Guarding a Legacy | Music | Phoenix | Phoenix New Times | The Leading Independent News Source in Phoenix, Arizona
Navigation

Guarding a Legacy

By the fall of 1959, Marty Robbins had amassed a recorded catalogue of five albums and 32 singles. Embedded in this waxwork were songs with whistling, songs with yodeling, songs with rockabilly guitar licks and songs with Little Richard-type squeals. One song even had sped-up chipmunk vocals. There was a...
Share this:
By the fall of 1959, Marty Robbins had amassed a recorded catalogue of five albums and 32 singles. Embedded in this waxwork were songs with whistling, songs with yodeling, songs with rockabilly guitar licks and songs with Little Richard-type squeals. One song even had sped-up chipmunk vocals. There was a whole album of Hawaiian songs, at least half a dozen single sides devoted to the Lord and nearly twice that amount dedicated to a high school dance heartache. Some songs were unmistakably country, even though Robbins sang with a smooth pop voice instead of a nasal twang. All of it was superbly delivered in that heartfelt tenor of his. But none of it sounded like the desert. And Marty Robbins loved the desert.

Born and raised near Glendale, Martin David Robinson (later shortened to Robbins) lived the cowboy lifestyle most country singers only gleaned from watching Roy Rogers movies. For two years, he tried maintaining his permanent residence in Arizona while tending to a burgeoning music career in Nashville. When relocation seemed inevitable, it was with more than a heavy heart that he and his wife, Marizona, and their 4-year-old son, Ronald Carson, drove past the sign that read, "Leaving Phoenix, population 250,000." That was in 1953. Each time they returned, it seemed like another 100,000 had enlisted in their absence.

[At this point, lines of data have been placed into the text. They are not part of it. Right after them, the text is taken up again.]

//! Constraints: `(expr, inhomo, type)` triples with
//! `type in {EQ, NSI, SI}`, meaning respectively `<expr,x> + inhomo = 0`,
//! `>= 0`, `> 0`.

use std::cmp::Ordering;

use crate::globals::DimType;
use crate::integer::Integer;
use crate::linear_expr::{self, LinearExpr};
use crate::var::Var;

/// The kind of a constraint row.
#[derive(Clone, Copy, Debug, PartialEq, Eq, Hash)]
pub enum ConType {
    /// `<expr,x> + inhomo = 0`.
    Equality,
    /// `<expr,x> + inhomo >= 0`.
    NonStrictIneq,
    /// `<expr,x> + inhomo > 0`.
    StrictIneq,
}

/// A linear constraint in strong-normalized canonical form.
#[derive(Clone, Debug, PartialEq, Eq, Hash)]
pub struct Con {
    expr: LinearExpr,
    inhomo: Integer,
    ty: ConType,
}

impl Con {
    /// Builds a constraint, strong-normalizing it immediately.
    pub fn new(expr: LinearExpr, inhomo: Integer, ty: ConType) -> Self {
        let mut c = Con { expr, inhomo, ty };
        c.strong_normalize();
        c
    }

    /// The canonical 0-dimensional false constraint `1 = 0`.
    pub fn zero_dim_false() -> Self {
        Con::new(LinearExpr::new(), Integer::one(), ConType::Equality)
    }

    /// The canonical strict-positivity constraint `1 > 0`.
    pub fn zero_dim_positivity() -> Self {
        Con::new(LinearExpr::new(), Integer::one(), ConType::StrictIneq)
    }

    /// Space dimension of the underlying linear expression.
    pub fn space_dim(&self) -> DimType {
        self.expr.space_dim()
    }

    /// Resizes the underlying expression.
    pub fn set_space_dim(&mut self, dim: DimType) {
        self.expr.set_space_dim(dim);
    }

    /// The constraint kind.
    pub fn con_type(&self) -> ConType {
        self.ty
    }

    /// Overwrites the constraint kind without touching the row (used
    /// during conversion/simplification type promotions).
    pub fn set_type(&mut self, ty: ConType) {
        self.ty = ty;
    }

    /// True iff this is an equality.
    pub fn is_equality(&self) -> bool {
        self.ty == ConType::Equality
    }
    /// True iff this is any kind of inequality.
    pub fn is_inequality(&self) -> bool {
        self.ty != ConType::Equality
    }
    /// True iff this is a non-strict inequality.
    pub fn is_nonstrict_inequality(&self) -> bool {
        self.ty == ConType::NonStrictIneq
    }
    /// True iff this is a strict inequality.
    pub fn is_strict_inequality(&self) -> bool {
        self.ty == ConType::StrictIneq
    }
    /// Equalities double as the "singular" rows of a constraint system.
    pub fn is_line_or_equality(&self) -> bool {
        self.is_equality()
    }

    /// The underlying linear expression.
    pub fn linear_expr(&self) -> &LinearExpr {
        &self.expr
    }
    /// Mutable access, for in-place row surgery (callers must
    /// re-normalize afterwards).
    pub fn linear_expr_mut(&mut self) -> &mut LinearExpr {
        &mut self.expr
    }
    /// Coefficient of `v`.
    pub fn coeff(&self, v: Var) -> Integer {
        self.expr.get_var(v)
    }
    /// The inhomogeneous term.
    pub fn inhomo_term(&self) -> &Integer {
        &self.inhomo
    }

    /// `<expr,x> + inhomo` evaluated at a rational point represented as
    /// integer homogeneous coordinates over a common divisor `div`
    /// (used for scalar products against generators elsewhere; exposed
    /// here for direct constraint evaluation in tests).
    pub fn scalar_value(&self, point: &[Integer], div: &Integer) -> Integer {
        let mut acc = self.inhomo.clone() * div.clone();
        for (i, p) in point.iter().enumerate() {
            acc += &(self.expr.get(i as DimType) * p.clone());
        }
        acc
    }

    fn sign_normalize(&mut self) {
        if self.is_equality() {
            self.expr.sign_normalize(&mut self.inhomo);
        }
    }

    /// Strong-normalizes `(expr, inhomo)` and, for equalities, the sign.
    pub fn strong_normalize(&mut self) {
        self.expr.normalize(&mut self.inhomo);
        self.sign_normalize();
    }

    /// Eliminates coordinate `dim` between `self` and `y` (Gaussian
    /// elimination step), re-normalizing afterwards.
    pub fn linear_combine(&mut self, y: &Con, dim: DimType) {
        let mut inhomo = self.inhomo.clone();
        self.expr.linear_combine(&y.expr, dim, &mut inhomo, &y.inhomo);
        self.inhomo = inhomo;
        self.strong_normalize();
    }

    /// True iff trivially satisfied by every point (`0 = 0`, `0 >= 0`
    /// for a nonnegative inhomo, `0 > 0` with strictly positive inhomo).
    pub fn is_tautological(&self) -> bool {
        if !self.expr.is_zero() {
            return false;
        }
        match self.ty {
            ConType::Equality => self.inhomo.is_zero(),
            ConType::NonStrictIneq => !self.inhomo.is_negative(),
            ConType::StrictIneq => self.inhomo.is_positive(),
        }
    }

    /// True iff no point can ever satisfy it (`0 = c != 0`, etc.).
    pub fn is_inconsistent(&self) -> bool {
        if !self.expr.is_zero() {
            return false;
        }
        match self.ty {
            ConType::Equality => !self.inhomo.is_zero(),
            ConType::NonStrictIneq => self.inhomo.is_negative(),
            ConType::StrictIneq => !self.inhomo.is_positive(),
        }
    }

    /// Structural (post-normalization) equality.
    pub fn is_equal_to(&self, y: &Con) -> bool {
        self.ty == y.ty && self.inhomo == y.inhomo && self.expr.is_equal_to(&y.expr)
    }
}

impl PartialEq for Con {
    fn eq(&self, other: &Self) -> bool {
        self.is_equal_to(other)
    }
}
impl Eq for Con {}

impl PartialOrd for Con {
    fn partial_cmp(&self, other: &Self) -> Option<Ordering> {
        Some(compare(self, other))
    }
}
impl Ord for Con {
    fn cmp(&self, other: &Self) -> Ordering {
        compare(self, other)
    }
}

/// Canonical comparator: equalities precede inequalities, non-strict
/// inequalities precede strict ones, then lexicographic on the row.
pub fn compare(x: &Con, y: &Con) -> Ordering {
    let x_eq = x.is_equality();
    let y_eq = y.is_equality();
    if x_eq != y_eq {
        return if y_eq { Ordering::Greater } else { Ordering::Less };
    }
    let x_si = x.is_strict_inequality();
    let y_si = y.is_strict_inequality();
    if x_si != y_si {
        return if x_si { Ordering::Greater } else { Ordering::Less };
    }
    let r = linear_expr::compare(&x.expr, &y.expr);
    if r != Ordering::Equal {
        return r;
    }
    x.inhomo.cmp(&y.inhomo)
}

#[cfg(test)]
mod tests {
    use super::*;

    fn expr(vals: &[i64]) -> LinearExpr {
        let mut e = LinearExpr::new();
        for (i, v) in vals.iter().enumerate() {
            e.set(i as DimType, Integer::from_i64(*v));
        }
        e
    }

    #[test]
    fn strong_normalization_divides_gcd() {
        let c = Con::new(expr(&[4, 2]), Integer::from_i64(6), ConType::NonStrictIneq);
        assert_eq!(c.coeff(Var::new(0)), Integer::from_i64(2));
        assert_eq!(c.coeff(Var::new(1)), Integer::from_i64(1));
        assert_eq!(*c.inhomo_term(), Integer::from_i64(3));
    }

    #[test]
    fn equality_sign_normalized() {
        let c = Con::new(expr(&[-1, 2]), Integer::from_i64(-3), ConType::Equality);
        assert_eq!(c.coeff(Var::new(0)), Integer::from_i64(1));
        assert_eq!(c.coeff(Var::new(1)), Integer::from_i64(-2));
        assert_eq!(*c.inhomo_term(), Integer::from_i64(3));
    }

    #[test]
    fn zero_dim_false_is_inconsistent() {
        assert!(Con::zero_dim_false().is_inconsistent());
        assert!(!Con::zero_dim_false().is_tautological());
    }

    #[test]
    fn ordering_equalities_before_inequalities() {
        let eq = Con::new(expr(&[1]), Integer::zero(), ConType::Equality);
        let ineq = Con::new(expr(&[1]), Integer::zero(), ConType::NonStrictIneq);
        assert!(compare(&eq, &ineq) == Ordering::Less);
    }
}
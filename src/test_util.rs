//! Shared test-only builders: every module's `#[cfg(test)] mod tests`
//! rolls its own tiny `con`/`gen` helper from coefficient slices; this
//! collects the common ones so integration tests (`tests/`) can reuse
//! them too instead of re-deriving `LinearExpr` plumbing by hand.

use crate::con::{Con, ConType};
use crate::gen::{Gen, GenType};
use crate::globals::DimType;
use crate::integer::Integer;
use crate::linear_expr::LinearExpr;

/// Builds a constraint from small integer coefficients.
pub(crate) fn con(vals: &[i64], inhomo: i64, ty: ConType) -> Con {
    let mut e = LinearExpr::new();
    for (i, v) in vals.iter().enumerate() {
        e.set(i as DimType, Integer::from_i64(*v));
    }
    Con::new(e, Integer::from_i64(inhomo), ty)
}

/// Builds a generator from small integer coefficients and a divisor
/// (ignored for lines/rays).
pub(crate) fn gen(vals: &[i64], div: i64, ty: GenType) -> Gen {
    let mut e = LinearExpr::new();
    for (i, v) in vals.iter().enumerate() {
        e.set(i as DimType, Integer::from_i64(*v));
    }
    Gen::new(ty, e, Integer::from_i64(div))
}

/// The unit hypercube `[0,1]^dim` as a constraint list.
pub(crate) fn unit_hypercube_cons(dim: DimType) -> Vec<Con> {
    let mut cs = Vec::with_capacity(2 * dim as usize);
    for i in 0..dim {
        let mut lo = vec![0i64; dim as usize];
        lo[i as usize] = 1;
        cs.push(con(&lo, 0, ConType::NonStrictIneq));
        let mut hi = vec![0i64; dim as usize];
        hi[i as usize] = -1;
        cs.push(con(&hi, 1, ConType::NonStrictIneq));
    }
    cs
}

#[cfg(test)]
mod tests {
    use super::*;
    use crate::globals::Topol;
    use crate::poly::Poly;

    #[test]
    fn unit_hypercube_cons_builds_the_unit_square() {
        let p = Poly::from_cons(2, Topol::Closed, unit_hypercube_cons(2));
        assert!(!p.is_empty());
        assert_eq!(p.affine_dim(), 2);
        assert_eq!(p.gens().sk_rows.iter().filter(|g| g.is_point()).count(), 4);
    }
}
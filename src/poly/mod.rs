//! `Poly`: a double-description convex polyhedron, the crate's central
//! type. Holds both representations (`cs`, `gs`) plus their saturation
//! matrices, and — for whichever side was mutated last — a persistent
//! [`Cone`] that lets the next same-direction mutation extend the
//! existing combinatorial state instead of reprocessing every row
//! already accounted for. See the module-level note below and
//! `DESIGN.md`.

pub mod iter;
pub mod ops;
pub mod split;
pub mod widen;

use crate::con::{Con, ConType};
use crate::conversion::{con_to_row, cone_to_cons, cone_to_gens, cons_from_gens, gen_to_row, Cone};
use crate::gen::{Gen, GenType};
use crate::globals::{DimType, SpecElem, Status, Topol};
use crate::sat::Sat;
use crate::simplify::{build_sat_c, build_sat_g, simplify_cons, simplify_gens};
use crate::system::{ConSys, GenSys};

/// A convex polyhedron over exact rational coordinates, represented by
/// both its constraint and generator systems.
///
/// Every public mutator (`add_con`, `add_gens`, the ops in
/// [`ops`]/[`split`]/[`widen`], ...) leaves `self` fully minimized and
/// consistent before returning: there is no `Pending` status observable
/// *between* calls. `status` is still genuinely set to
/// [`Status::Pending`] for the duration of a mutator call, while rows
/// are being folded into the mutated side's cone and before the other
/// representation has been re-derived — this is the bounded, always-
/// resolved-by-return-time form of the original's lazily-deferred dual
/// representation, traded for a state machine that is trivially easy to
/// keep correct across the crate's much larger surface of operations;
/// see `DESIGN.md`.
///
/// Internally, `cs_cone`/`gs_cone` are *not* guaranteed to reflect `cs`/
/// `gs` at rest (`cs_cone_ok`/`gs_cone_ok` track which one, if either,
/// does): whichever direction was extended by the most recent mutator
/// keeps its cone valid and ready for the next same-direction call;
/// the opposite direction's cone is marked stale and rebuilt from
/// scratch, once, the next time that direction is mutated (constraints
/// and generators are not interchangeably incremental — adding a
/// generator can only grow the polar cone's defining inequalities, but
/// adding a constraint can *remove* generators non-monotonically, which
/// invalidates any cone that was assuming monotonic growth).
#[derive(Clone, Debug)]
pub struct Poly {
    dim: DimType,
    topology: Topol,
    status: Status,
    cs: ConSys,
    gs: GenSys,
    sat_c: Sat,
    sat_g: Sat,
    cs_cone: Cone,
    cs_cone_ok: bool,
    gs_cone: Cone,
    gs_cone_ok: bool,
}

impl Poly {
    fn from_systems(dim: DimType, topology: Topol, cs: ConSys, gs: GenSys) -> Poly {
        let sat_c = build_sat_c(&cs, &gs);
        let sat_g = build_sat_g(&cs, &gs);
        Poly {
            dim,
            topology,
            status: Status::Minimized,
            cs,
            gs,
            sat_c,
            sat_g,
            cs_cone: Cone::seed_primal(dim),
            cs_cone_ok: false,
            gs_cone: Cone::seed_polar(dim),
            gs_cone_ok: false,
        }
    }

    fn empty_poly(dim: DimType, topology: Topol) -> Poly {
        let mut cs = ConSys::new();
        cs.sing_rows.push(Con::zero_dim_false());
        Poly {
            dim,
            topology,
            status: Status::Empty,
            cs,
            gs: GenSys::new(),
            sat_c: Sat::new(0, 1),
            sat_g: Sat::new(1, 0),
            cs_cone: Cone::seed_primal(dim),
            cs_cone_ok: false,
            gs_cone: Cone::seed_polar(dim),
            gs_cone_ok: false,
        }
    }

    /// Rebuilds `cs_cone` from `cs` if it is not already known to
    /// reflect it.
    fn ensure_cs_cone(&mut self) {
        if self.cs_cone_ok {
            return;
        }
        let mut cone = Cone::seed_primal(self.dim);
        let rows: Vec<_> = cs_flat(&self.cs).iter().map(con_to_row).collect();
        cone.extend(&rows);
        self.cs_cone = cone;
        self.cs_cone_ok = true;
    }

    /// Rebuilds `gs_cone` from `gs` if it is not already known to
    /// reflect it.
    fn ensure_gs_cone(&mut self) {
        if self.gs_cone_ok {
            return;
        }
        let mut cone = Cone::seed_polar(self.dim);
        let rows: Vec<_> = gs_flat(&self.gs).iter().map(gen_to_row).collect();
        cone.extend(&rows);
        self.gs_cone = cone;
        self.gs_cone_ok = true;
    }

    /// Builds a polyhedron from a distinguished element (`Empty` or
    /// `Universe`) at the given dimension.
    pub fn new(dim: DimType, topology: Topol, elem: SpecElem) -> Poly {
        match elem {
            SpecElem::Empty => Poly::empty_poly(dim, topology),
            SpecElem::Universe => Poly::from_cons(dim, topology, Vec::new()),
        }
    }

    /// The whole `dim`-dimensional space.
    pub fn universe(dim: DimType, topology: Topol) -> Poly {
        Poly::new(dim, topology, SpecElem::Universe)
    }

    /// The empty polyhedron in `dim` dimensions.
    pub fn empty(dim: DimType, topology: Topol) -> Poly {
        Poly::new(dim, topology, SpecElem::Empty)
    }

    /// Builds a polyhedron as the solution set of `cons`.
    pub fn from_cons(dim: DimType, topology: Topol, cons: Vec<Con>) -> Poly {
        let mut cone = Cone::seed_primal(dim);
        let rows: Vec<_> = cons.iter().map(con_to_row).collect();
        cone.extend(&rows);
        if cone.is_empty() {
            return Poly::empty_poly(dim, topology);
        }
        let gens = cone_to_gens(&cone, &cons);
        let gs = simplify_gens(dim, gens);
        let cs = simplify_cons(dim, cons_from_gens(&gs_flat(&gs), dim));
        let mut p = Poly::from_systems(dim, topology, cs, gs);
        p.cs_cone = cone;
        p.cs_cone_ok = true;
        p
    }

    /// Builds a polyhedron as the convex set generated by `gens`. Per
    /// §3's representation invariant, `gens` must contain at least one
    /// point or closure point unless it is meant to describe the empty
    /// set (an all-lines-and-rays list with no point is treated as
    /// empty, matching the original's `Gens_Info::check_point`).
    pub fn from_gens(dim: DimType, topology: Topol, gens: Vec<Gen>) -> Poly {
        if !gens.iter().any(Gen::is_point_or_closure_point) {
            return Poly::empty_poly(dim, topology);
        }
        let mut cone = Cone::seed_polar(dim);
        let rows: Vec<_> = gens.iter().map(gen_to_row).collect();
        cone.extend(&rows);
        let cons = cone_to_cons(&cone, &gens);
        let gs = simplify_gens(dim, gens);
        let cs = simplify_cons(dim, cons);
        let mut p = Poly::from_systems(dim, topology, cs, gs);
        p.gs_cone = cone;
        p.gs_cone_ok = true;
        p
    }

    /// Ambient space dimension.
    pub fn space_dim(&self) -> DimType {
        self.dim
    }

    /// Topology (`Closed` or `Nnc`).
    pub fn topology(&self) -> Topol {
        self.topology
    }

    /// `dim - rank(equalities)`: the dimension of the affine hull.
    pub fn affine_dim(&self) -> DimType {
        if self.is_empty() {
            return 0;
        }
        self.dim - self.cs.sing_rows.len() as DimType
    }

    /// True iff the solution set is empty.
    pub fn is_empty(&self) -> bool {
        matches!(self.status, Status::Empty)
    }

    /// True iff this is the whole ambient space.
    pub fn is_universe(&self) -> bool {
        !self.is_empty() && self.cs.is_empty()
    }

    /// True iff the polyhedron has no strict constraints and no closure
    /// points (is in fact topologically closed, regardless of nominal
    /// topology tag).
    pub fn is_topologically_closed(&self) -> bool {
        self.is_empty()
            || (self.cs.sk_rows.iter().all(|c| !c.is_strict_inequality())
                && self.gs.sk_rows.iter().all(|g| !g.is_closure_point()))
    }

    /// Read-only access to the constraint system.
    pub fn cons(&self) -> &ConSys {
        &self.cs
    }

    /// Read-only access to the generator system.
    pub fn gens(&self) -> &GenSys {
        &self.gs
    }

    /// A no-op query: this port re-minimizes eagerly on every mutator
    /// call, so there is never outstanding work to flush. Kept for API
    /// parity with the original's `minimize`/`update_*` entry points,
    /// which callers ported from the original may still call
    /// defensively.
    pub fn minimize(&mut self) -> bool {
        !self.is_empty()
    }

    /// Adds a single constraint (conjunction).
    pub fn add_con(&mut self, c: Con) {
        self.add_cons(vec![c]);
    }

    /// Adds several constraints at once (conjunction of all of them
    /// with the current polyhedron). Only the new rows in `cons` are
    /// walked through the combinatorial conversion step: the existing
    /// constraint-side cone (if valid) is extended in place rather than
    /// rebuilt from `cs` plus `cons` from scratch.
    pub fn add_cons(&mut self, mut cons: Vec<Con>) {
        if self.is_empty() || cons.is_empty() {
            return;
        }
        debug_assert!(cons.iter().all(|c| c.space_dim() <= self.dim));
        for c in &mut cons {
            c.set_space_dim(self.dim);
        }

        self.status = Status::Pending;
        self.ensure_cs_cone();
        let rows: Vec<_> = cons.iter().map(con_to_row).collect();
        self.cs_cone.extend(&rows);

        if self.cs_cone.is_empty() {
            *self = Poly::empty_poly(self.dim, self.topology);
            return;
        }

        let mut all_cons = cs_flat(&self.cs);
        all_cons.extend(cons);
        let gens = cone_to_gens(&self.cs_cone, &all_cons);
        let gs = simplify_gens(self.dim, gens);
        let cs = simplify_cons(self.dim, cons_from_gens(&gs_flat(&gs), self.dim));

        let cs_cone = std::mem::replace(&mut self.cs_cone, Cone::seed_primal(self.dim));
        *self = Poly::from_systems(self.dim, self.topology, cs, gs);
        self.cs_cone = cs_cone;
        self.cs_cone_ok = true;
        self.gs_cone_ok = false;
    }

    /// Adds a single generator (extends the convex set).
    pub fn add_gen(&mut self, g: Gen) {
        self.add_gens(vec![g]);
    }

    /// Adds several generators at once. Only the new rows in `gens` are
    /// walked through the combinatorial conversion step: the existing
    /// generator-side (polar) cone, if valid, is extended in place.
    pub fn add_gens(&mut self, mut gens: Vec<Gen>) {
        if gens.is_empty() {
            return;
        }
        debug_assert!(gens.iter().all(|g| g.space_dim() <= self.dim));
        for g in &mut gens {
            g.set_space_dim(self.dim);
        }

        let mut all_gens = if self.is_empty() { Vec::new() } else { gs_flat(&self.gs) };
        all_gens.extend(gens.clone());
        if !all_gens.iter().any(Gen::is_point_or_closure_point) {
            *self = Poly::empty_poly(self.dim, self.topology);
            return;
        }

        self.status = Status::Pending;
        self.ensure_gs_cone();
        let rows: Vec<_> = gens.iter().map(gen_to_row).collect();
        self.gs_cone.extend(&rows);

        let cons = cone_to_cons(&self.gs_cone, &all_gens);
        let gs = simplify_gens(self.dim, all_gens);
        let cs = simplify_cons(self.dim, cons);

        let gs_cone = std::mem::replace(&mut self.gs_cone, Cone::seed_polar(self.dim));
        *self = Poly::from_systems(self.dim, self.topology, cs, gs);
        self.gs_cone = gs_cone;
        self.gs_cone_ok = true;
        self.cs_cone_ok = false;
    }

    /// Structural equality of the represented convex sets (both being
    /// minimized, this reduces to equal canonical constraint systems).
    pub fn equals(&self, other: &Poly) -> bool {
        if self.dim != other.dim {
            return false;
        }
        if self.is_empty() || other.is_empty() {
            return self.is_empty() == other.is_empty();
        }
        cs_flat(&self.cs) == cs_flat(&other.cs)
    }

    /// `self subseteq other` (every constraint of `other` is implied by
    /// `self`'s generators).
    pub fn contains(&self, other: &Poly) -> bool {
        debug_assert_eq!(self.dim, other.dim);
        if other.is_empty() {
            return true;
        }
        if self.is_empty() {
            return false;
        }
        cs_flat(&other.cs).iter().all(|c| self.satisfies(c))
    }

    pub(crate) fn satisfies(&self, c: &Con) -> bool {
        gs_flat(&self.gs).iter().all(|g| {
            let sp = crate::conversion::con_gen_scalar_prod(c, g);
            match c.con_type() {
                ConType::Equality => sp.is_zero(),
                ConType::NonStrictIneq => !sp.is_negative(),
                ConType::StrictIneq => sp.is_positive() || g.is_line(),
            }
        })
    }
}

pub(crate) fn cs_flat(cs: &ConSys) -> Vec<Con> {
    cs.sing_rows.iter().cloned().chain(cs.sk_rows.iter().cloned()).collect()
}

pub(crate) fn gs_flat(gs: &GenSys) -> Vec<Gen> {
    gs.sing_rows.iter().cloned().chain(gs.sk_rows.iter().cloned()).collect()
}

Ronny Robbins has now spent 47 of his 51 years in Music City. These days only funerals seem to bring him back to Phoenix. "I'd love to move back to Phoenix if I can find a place just like it used to be. That's probably Tucson," he says with a laugh.

For Ronny, Phoenix "like it used to be" entails 112 to 115-degree temperatures with 6 percent humidity and driving around Cave Creek when there weren't any paved roads. Sometimes Marty would let his preteen son take the wheel while he'd go shooting rabbits. The Robbins family continued to make treks from Nashville to the Valley every summer and Christmas. It was during one Christmas road trip that Ronny recalls hearing "El Paso" for the first time -- and not on the car radio, either.

"We had a turquoise Cadillac, and that's what I remember we were in when he wrote it," he says. "My mother was driving, I was in the front seat and Daddy was in the back seat with his little guitar and a yellow legal pad just writing down words as fast and furiously as he could. And I'm thinking, "Man, that song is like a movie. A real neat story.' I'm thinking he wrote it over two consecutive Christmases. Never finished it and picked it back up that second year. It wasn't anything I thought was going to be of interest to anyone else but him and me. There were six or seven minutes of verses at one time that he cut down."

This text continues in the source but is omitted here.